**Records for this exercise:**
:::::

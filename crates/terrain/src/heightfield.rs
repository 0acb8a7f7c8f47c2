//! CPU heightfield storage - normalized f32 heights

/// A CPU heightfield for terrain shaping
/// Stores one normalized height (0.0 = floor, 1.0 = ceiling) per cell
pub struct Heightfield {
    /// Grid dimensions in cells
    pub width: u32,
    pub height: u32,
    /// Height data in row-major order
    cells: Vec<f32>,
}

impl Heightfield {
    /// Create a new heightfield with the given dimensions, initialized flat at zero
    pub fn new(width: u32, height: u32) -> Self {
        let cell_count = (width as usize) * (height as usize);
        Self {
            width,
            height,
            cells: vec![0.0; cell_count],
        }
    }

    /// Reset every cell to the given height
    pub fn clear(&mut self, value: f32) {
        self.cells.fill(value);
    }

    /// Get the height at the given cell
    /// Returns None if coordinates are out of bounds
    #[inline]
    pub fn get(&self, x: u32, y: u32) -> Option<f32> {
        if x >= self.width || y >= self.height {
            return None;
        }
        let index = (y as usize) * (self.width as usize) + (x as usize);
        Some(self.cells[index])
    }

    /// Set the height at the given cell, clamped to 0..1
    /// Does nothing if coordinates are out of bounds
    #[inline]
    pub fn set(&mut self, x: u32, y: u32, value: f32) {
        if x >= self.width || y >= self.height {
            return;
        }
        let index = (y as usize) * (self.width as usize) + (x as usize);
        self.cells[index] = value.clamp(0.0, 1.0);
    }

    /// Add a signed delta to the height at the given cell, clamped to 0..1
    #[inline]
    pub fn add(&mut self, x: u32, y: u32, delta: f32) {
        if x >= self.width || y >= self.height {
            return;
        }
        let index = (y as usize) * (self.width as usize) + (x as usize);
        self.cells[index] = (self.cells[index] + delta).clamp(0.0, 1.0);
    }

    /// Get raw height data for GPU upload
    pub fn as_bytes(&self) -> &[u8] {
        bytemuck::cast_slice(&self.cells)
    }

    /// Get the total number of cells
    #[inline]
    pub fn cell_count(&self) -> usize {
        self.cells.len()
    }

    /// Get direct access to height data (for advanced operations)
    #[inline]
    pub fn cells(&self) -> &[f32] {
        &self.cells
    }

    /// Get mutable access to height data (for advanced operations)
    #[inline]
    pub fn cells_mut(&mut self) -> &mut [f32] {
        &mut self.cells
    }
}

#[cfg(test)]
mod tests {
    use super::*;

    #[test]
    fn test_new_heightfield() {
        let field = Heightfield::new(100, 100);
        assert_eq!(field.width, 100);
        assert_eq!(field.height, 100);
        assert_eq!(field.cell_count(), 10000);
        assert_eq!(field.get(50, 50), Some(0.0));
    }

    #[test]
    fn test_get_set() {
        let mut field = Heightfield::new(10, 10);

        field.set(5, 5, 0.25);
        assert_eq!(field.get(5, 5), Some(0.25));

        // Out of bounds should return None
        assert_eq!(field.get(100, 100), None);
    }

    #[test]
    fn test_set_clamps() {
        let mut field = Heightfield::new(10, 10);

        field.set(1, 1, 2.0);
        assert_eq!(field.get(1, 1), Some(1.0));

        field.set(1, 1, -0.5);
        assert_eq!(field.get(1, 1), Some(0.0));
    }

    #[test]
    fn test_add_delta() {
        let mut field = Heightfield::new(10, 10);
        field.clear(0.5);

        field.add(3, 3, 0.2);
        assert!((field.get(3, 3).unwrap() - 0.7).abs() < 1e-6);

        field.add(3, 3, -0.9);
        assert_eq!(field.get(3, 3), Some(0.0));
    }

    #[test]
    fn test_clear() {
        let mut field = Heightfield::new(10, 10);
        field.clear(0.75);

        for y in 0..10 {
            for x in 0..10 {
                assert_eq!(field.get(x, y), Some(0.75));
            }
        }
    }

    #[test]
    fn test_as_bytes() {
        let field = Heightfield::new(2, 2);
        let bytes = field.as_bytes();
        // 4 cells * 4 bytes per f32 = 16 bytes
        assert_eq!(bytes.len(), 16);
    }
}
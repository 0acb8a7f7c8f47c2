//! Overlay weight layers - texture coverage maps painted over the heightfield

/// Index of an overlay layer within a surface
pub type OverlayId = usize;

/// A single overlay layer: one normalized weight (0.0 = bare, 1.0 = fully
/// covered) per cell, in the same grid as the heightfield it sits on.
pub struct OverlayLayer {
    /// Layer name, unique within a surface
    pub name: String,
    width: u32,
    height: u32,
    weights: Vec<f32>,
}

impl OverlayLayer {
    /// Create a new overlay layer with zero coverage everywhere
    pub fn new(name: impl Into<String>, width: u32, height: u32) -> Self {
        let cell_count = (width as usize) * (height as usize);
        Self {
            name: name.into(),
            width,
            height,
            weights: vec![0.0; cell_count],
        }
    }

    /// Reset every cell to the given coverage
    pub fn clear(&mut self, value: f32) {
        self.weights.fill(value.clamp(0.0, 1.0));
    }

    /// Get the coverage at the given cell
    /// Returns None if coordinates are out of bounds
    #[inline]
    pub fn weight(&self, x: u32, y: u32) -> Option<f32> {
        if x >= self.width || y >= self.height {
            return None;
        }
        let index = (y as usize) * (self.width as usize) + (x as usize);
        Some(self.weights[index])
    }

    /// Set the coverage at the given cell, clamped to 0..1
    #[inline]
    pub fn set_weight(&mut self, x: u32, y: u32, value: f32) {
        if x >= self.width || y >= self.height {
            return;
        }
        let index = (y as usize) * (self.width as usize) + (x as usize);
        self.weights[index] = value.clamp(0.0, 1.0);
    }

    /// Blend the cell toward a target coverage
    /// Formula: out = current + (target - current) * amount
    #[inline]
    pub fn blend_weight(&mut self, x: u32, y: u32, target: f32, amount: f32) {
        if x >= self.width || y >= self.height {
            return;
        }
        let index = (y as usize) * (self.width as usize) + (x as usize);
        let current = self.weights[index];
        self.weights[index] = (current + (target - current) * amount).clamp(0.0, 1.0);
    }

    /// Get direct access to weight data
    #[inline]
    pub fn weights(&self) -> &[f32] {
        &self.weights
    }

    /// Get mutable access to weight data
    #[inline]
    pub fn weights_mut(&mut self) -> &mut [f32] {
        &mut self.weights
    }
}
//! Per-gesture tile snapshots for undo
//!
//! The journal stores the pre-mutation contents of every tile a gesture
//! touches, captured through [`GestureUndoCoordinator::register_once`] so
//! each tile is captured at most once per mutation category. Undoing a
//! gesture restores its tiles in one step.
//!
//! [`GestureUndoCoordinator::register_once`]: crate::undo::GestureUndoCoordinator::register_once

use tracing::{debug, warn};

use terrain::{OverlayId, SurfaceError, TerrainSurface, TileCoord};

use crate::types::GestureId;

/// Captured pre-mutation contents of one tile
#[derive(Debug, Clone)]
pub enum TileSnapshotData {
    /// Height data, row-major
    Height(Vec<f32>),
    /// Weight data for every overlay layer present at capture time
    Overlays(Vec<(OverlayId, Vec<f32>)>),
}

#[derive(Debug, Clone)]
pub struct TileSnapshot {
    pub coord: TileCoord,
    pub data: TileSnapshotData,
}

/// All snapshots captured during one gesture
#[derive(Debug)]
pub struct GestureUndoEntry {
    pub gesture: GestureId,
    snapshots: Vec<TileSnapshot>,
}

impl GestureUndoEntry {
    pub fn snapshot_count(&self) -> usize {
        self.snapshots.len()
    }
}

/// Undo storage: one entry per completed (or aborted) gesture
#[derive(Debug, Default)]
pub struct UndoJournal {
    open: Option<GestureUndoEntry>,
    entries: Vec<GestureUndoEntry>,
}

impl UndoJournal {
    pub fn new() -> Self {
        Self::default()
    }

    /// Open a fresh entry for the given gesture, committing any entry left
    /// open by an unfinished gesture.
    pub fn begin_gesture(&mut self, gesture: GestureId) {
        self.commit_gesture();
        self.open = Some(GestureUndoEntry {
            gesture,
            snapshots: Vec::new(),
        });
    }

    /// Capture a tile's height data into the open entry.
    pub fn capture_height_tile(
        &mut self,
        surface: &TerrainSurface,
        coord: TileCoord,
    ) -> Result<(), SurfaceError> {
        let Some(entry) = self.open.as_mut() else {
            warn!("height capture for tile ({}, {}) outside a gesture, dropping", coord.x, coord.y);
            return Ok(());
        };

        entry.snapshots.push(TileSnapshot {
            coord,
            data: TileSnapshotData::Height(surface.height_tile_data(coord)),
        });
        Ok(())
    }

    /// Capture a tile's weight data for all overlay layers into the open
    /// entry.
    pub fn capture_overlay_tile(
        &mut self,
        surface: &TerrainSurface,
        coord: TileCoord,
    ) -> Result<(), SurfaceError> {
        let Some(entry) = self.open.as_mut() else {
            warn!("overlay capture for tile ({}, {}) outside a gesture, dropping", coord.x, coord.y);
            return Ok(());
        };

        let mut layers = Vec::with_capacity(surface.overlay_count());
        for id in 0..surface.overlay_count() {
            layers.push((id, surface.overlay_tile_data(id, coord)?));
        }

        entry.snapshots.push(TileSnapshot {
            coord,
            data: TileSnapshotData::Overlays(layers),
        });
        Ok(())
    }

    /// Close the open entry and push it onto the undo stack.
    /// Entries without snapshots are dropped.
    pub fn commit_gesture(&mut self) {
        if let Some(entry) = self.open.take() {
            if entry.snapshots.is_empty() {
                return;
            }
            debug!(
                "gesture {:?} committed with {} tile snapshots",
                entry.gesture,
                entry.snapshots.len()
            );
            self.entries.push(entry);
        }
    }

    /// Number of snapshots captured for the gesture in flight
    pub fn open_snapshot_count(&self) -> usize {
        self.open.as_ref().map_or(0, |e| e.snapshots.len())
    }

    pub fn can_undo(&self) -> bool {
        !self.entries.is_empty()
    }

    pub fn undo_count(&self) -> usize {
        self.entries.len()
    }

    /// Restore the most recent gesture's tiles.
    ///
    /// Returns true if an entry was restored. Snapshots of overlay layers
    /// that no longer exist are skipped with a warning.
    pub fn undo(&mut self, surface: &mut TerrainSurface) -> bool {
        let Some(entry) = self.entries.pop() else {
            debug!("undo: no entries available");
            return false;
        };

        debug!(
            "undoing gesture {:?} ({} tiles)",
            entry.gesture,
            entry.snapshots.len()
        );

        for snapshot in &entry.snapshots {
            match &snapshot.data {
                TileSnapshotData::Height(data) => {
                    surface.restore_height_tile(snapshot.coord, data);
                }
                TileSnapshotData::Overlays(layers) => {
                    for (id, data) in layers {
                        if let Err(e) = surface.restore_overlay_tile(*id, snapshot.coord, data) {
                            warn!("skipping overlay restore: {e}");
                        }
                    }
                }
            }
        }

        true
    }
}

:::::

**Problem to solve:**
Copy out each line of the records where the word "most" appears.

**Result below:**
//! each tile is captured at most once per mutation category. Undoing a
    /// Restore the most recent gesture's tiles.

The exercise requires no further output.